Definition
The act of moving a trim control (such as a trim wheel, trim tab switch, or trim crank) to relieve the steady control pressure the pilot is holding on the yoke, stick, or rudder pedals, so the aircraft maintains the desired attitude with little or no effort on the primary flight controls.
Plain English
Tweaking the trim until the airplane will hold the attitude you set without you having to keep pushing or pulling on the controls.
Context Anchor
You encounter trim adjustment during instrument flying whenever you change power, speed, or airplane position and then need to reduce the pressure you feel on the controls.
Derivation
From the nautical word 'trim,' meaning to balance a vessel by adjusting its load.
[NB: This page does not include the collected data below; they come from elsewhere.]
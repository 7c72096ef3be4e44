mod render;
mod routes;

use std::path::PathBuf;
use std::sync::Arc;

use threat_hud_capture::{Camera, CaptureAnalysisLoop, HttpClassifier, LoopSettings};
use threat_hud_common::config::Config;
use tracing::{error, info};

#[tokio::main]
async fn main() {
    let config_path = std::env::args()
        .nth(1)
        .map(PathBuf::from)
        .unwrap_or_else(|| PathBuf::from("config.toml"));

    let config = match Config::load_or_default(&config_path) {
        Ok(c) => c.with_env_overrides(),
        Err(e) => {
            eprintln!("Failed to load config from {}: {e}", config_path.display());
            std::process::exit(1);
        }
    };

    tracing_subscriber::fmt()
        .with_env_filter(
            tracing_subscriber::EnvFilter::try_from_default_env()
                .unwrap_or_else(|_| config.logging.level.parse().unwrap_or_default()),
        )
        .init();

    let settings = LoopSettings::from(&config.capture);
    info!(
        camera_mode = config.camera.mode,
        camera_url = config.camera.url,
        analyze_url = config.backend.analyze_url(),
        interval_ms = config.capture.interval_ms,
        quality = settings.jpeg_quality,
        "starting threat HUD"
    );

    let camera = match Camera::from_config(&config.camera) {
        Ok(c) => c,
        Err(e) => {
            error!(error = %e, "invalid camera configuration");
            std::process::exit(1);
        }
    };
    let classifier = match HttpClassifier::new(&config.backend, settings.request_timeout) {
        Ok(c) => c,
        Err(e) => {
            error!(error = %e, "failed to create backend client");
            std::process::exit(1);
        }
    };

    let hud = Arc::new(CaptureAnalysisLoop::new(camera, classifier, settings));
    tokio::spawn(render::run_console_renderer(hud.subscribe()));

    if config.hud.autostart {
        hud.start().await;
    }

    let app = routes::router(Arc::clone(&hud));
    let addr = config.hud.bind.clone();
    info!(addr, "HUD control server starting");

    let listener = tokio::net::TcpListener::bind(&addr).await.unwrap_or_else(|e| {
        eprintln!("Failed to bind to {addr}: {e}");
        std::process::exit(1);
    });
    if let Err(e) = axum::serve(listener, app)
        .with_graceful_shutdown(shutdown_signal())
        .await
    {
        error!(error = %e, "HUD control server failed");
    }

    // Release the camera before exiting.
    hud.stop().await;
    info!("threat HUD shut down");
}

async fn shutdown_signal() {
    if let Err(e) = tokio::signal::ctrl_c().await {
        error!(error = %e, "failed to listen for ctrl-c");
        std::future::pending::<()>().await;
    }
    info!("shutdown requested");
}
pub mod http;

use std::future::Future;

use threat_hud_common::classification::{ClassificationResult, ResponseError};
use threat_hud_common::frame::EncodedImage;
use threat_hud_common::state::ErrorKind;

pub use http::HttpClassifier;

/// Remote inference backend as seen by the capture loop.
pub trait Classifier: Send + Sync + 'static {
    fn classify(
        &self,
        image: EncodedImage,
    ) -> impl Future<Output = Result<ClassificationResult, ClassifyError>> + Send;
}

#[derive(Debug, thiserror::Error)]
pub enum ClassifyError {
    #[error("failed to build HTTP client: {0}")]
    Client(String),
    #[error("backend unreachable: {0}")]
    Unreachable(String),
    #[error("request timed out")]
    Timeout,
    #[error("HTTP status {0}")]
    Status(u16),
    #[error(transparent)]
    Response(#[from] ResponseError),
}

impl ClassifyError {
    pub fn kind(&self) -> ErrorKind {
        match self {
            ClassifyError::Client(_) | ClassifyError::Unreachable(_) | ClassifyError::Timeout => {
                ErrorKind::NetworkUnreachable
            }
            ClassifyError::Status(_) | ClassifyError::Response(_) => ErrorKind::BackendError,
        }
    }
}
In aviation it carries the same idea: balancing the aerodynamic forces on the aircraft so it sits steady without the pilot fighting it.
Why Pilots Care
Correct trim reduces control forces, lowers pilot fatigue, and frees attention for instrument scan and radio work during IFR flight.
Intuition Check
Trim adjustment does not mean using trim to fly the airplane instead of the main controls. First set the airplane where you want it, then trim to relieve the pressure needed to hold it there.
Example Sentence 1
After leveling off at the assigned altitude and reducing power to cruise, she made a small trim adjustment to relieve the forward pressure on the yoke.
Example Sentence 2
During the descent the pilot used the electric trim to make a quick adjustment when airspeed began to drift.